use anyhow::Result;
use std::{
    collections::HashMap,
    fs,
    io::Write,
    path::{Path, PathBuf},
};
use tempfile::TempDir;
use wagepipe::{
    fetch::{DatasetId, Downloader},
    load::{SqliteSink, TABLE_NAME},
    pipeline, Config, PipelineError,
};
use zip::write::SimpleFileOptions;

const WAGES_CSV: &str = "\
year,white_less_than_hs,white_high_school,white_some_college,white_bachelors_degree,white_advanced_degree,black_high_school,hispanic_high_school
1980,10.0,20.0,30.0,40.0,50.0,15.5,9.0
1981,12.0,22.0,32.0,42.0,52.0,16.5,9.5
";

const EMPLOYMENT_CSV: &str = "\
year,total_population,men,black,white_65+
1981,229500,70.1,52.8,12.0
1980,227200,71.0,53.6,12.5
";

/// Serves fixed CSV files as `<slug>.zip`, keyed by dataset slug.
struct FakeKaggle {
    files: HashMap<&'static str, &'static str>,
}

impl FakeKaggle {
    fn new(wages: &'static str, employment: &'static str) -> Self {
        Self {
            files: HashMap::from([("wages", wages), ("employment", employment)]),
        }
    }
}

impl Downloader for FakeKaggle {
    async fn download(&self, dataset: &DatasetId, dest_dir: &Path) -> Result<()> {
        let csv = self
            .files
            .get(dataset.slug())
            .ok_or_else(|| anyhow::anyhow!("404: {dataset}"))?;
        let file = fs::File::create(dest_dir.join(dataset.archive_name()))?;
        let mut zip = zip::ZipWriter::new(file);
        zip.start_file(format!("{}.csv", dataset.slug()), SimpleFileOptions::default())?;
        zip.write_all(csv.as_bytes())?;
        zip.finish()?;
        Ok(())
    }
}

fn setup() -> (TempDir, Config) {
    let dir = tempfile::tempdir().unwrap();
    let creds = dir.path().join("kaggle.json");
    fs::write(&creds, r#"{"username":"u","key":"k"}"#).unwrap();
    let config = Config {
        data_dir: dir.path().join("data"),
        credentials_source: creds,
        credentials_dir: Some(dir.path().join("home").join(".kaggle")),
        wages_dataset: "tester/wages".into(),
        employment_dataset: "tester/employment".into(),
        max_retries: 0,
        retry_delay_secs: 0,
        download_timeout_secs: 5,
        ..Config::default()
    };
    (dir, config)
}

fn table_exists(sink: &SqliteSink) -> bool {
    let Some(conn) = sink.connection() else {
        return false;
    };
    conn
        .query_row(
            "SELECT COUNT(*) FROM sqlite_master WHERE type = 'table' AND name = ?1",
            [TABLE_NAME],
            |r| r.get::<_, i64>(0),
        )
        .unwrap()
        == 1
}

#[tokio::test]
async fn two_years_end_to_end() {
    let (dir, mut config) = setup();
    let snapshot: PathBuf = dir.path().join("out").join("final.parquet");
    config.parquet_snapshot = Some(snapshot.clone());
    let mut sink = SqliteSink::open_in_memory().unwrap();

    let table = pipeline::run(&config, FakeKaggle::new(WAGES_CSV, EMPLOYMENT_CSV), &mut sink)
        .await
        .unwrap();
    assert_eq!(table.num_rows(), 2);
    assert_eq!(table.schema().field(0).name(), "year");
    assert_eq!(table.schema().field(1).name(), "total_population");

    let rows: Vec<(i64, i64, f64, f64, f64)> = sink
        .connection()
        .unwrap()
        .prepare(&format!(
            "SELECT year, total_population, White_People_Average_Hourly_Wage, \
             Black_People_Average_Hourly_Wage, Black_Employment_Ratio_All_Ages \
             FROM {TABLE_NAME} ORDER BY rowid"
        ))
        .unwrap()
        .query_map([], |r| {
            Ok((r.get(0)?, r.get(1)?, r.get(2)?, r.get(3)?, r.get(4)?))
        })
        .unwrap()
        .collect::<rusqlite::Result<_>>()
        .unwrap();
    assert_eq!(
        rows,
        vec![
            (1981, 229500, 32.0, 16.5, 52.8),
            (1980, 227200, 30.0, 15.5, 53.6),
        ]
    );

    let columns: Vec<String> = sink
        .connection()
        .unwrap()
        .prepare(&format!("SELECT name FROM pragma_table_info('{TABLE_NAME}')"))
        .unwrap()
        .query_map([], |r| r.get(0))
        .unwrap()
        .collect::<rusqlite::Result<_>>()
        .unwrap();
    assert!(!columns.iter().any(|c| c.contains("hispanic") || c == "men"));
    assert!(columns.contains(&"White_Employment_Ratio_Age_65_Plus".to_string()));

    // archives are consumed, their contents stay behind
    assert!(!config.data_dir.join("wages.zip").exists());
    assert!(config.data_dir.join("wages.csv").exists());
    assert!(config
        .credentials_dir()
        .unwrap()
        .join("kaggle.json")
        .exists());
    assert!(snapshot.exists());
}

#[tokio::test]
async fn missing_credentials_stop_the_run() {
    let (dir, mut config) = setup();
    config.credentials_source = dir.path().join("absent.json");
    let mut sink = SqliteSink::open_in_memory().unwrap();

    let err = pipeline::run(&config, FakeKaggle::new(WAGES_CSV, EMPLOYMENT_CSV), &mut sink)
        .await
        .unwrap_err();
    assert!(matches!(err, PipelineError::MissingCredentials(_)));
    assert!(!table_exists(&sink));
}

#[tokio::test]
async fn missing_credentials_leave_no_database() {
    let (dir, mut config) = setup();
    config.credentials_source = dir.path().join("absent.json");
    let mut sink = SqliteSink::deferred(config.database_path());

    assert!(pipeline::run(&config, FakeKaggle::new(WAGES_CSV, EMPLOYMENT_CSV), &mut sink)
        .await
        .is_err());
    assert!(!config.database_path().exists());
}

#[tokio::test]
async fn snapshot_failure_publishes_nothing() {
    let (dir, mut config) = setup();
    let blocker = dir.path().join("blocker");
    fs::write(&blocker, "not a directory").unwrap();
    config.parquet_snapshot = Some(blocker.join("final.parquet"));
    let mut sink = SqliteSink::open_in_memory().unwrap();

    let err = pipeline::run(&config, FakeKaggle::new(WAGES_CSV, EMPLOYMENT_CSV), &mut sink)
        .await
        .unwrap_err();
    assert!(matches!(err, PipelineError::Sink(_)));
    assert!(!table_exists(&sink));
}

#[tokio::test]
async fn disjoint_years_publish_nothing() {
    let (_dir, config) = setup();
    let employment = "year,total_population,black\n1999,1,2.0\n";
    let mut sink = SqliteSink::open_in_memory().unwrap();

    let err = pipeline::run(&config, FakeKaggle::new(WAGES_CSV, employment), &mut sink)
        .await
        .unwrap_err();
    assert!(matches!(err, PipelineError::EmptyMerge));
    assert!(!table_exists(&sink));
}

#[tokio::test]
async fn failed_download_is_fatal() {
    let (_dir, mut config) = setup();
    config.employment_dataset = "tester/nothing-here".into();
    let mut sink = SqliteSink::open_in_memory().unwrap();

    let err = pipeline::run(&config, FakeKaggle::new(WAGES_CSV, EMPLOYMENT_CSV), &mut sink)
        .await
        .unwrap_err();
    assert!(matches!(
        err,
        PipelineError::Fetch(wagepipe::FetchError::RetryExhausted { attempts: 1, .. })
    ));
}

────────────────────

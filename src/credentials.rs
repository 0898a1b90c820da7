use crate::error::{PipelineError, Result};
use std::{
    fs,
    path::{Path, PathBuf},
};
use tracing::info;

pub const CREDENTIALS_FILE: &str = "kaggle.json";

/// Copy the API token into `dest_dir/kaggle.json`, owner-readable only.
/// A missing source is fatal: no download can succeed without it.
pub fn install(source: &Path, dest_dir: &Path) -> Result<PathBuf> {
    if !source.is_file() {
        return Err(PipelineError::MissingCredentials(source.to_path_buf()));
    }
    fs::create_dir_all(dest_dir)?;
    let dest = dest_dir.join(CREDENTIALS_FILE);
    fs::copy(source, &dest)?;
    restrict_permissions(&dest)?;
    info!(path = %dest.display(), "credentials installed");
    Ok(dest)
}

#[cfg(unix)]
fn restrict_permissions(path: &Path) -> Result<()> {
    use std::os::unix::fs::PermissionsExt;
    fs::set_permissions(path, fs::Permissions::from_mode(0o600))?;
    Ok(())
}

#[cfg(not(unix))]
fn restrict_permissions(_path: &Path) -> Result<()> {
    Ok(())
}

────────────────────

Activity> Scan the data above for the word "columns", then copy every line that holds it.

Exercise solution>
    let columns: Vec<String> = sink
    assert!(!columns.iter().any(|c| c.contains("hispanic") || c == "men"));
    assert!(columns.contains(&"White_Employment_Ratio_Age_65_Plus".to_string()));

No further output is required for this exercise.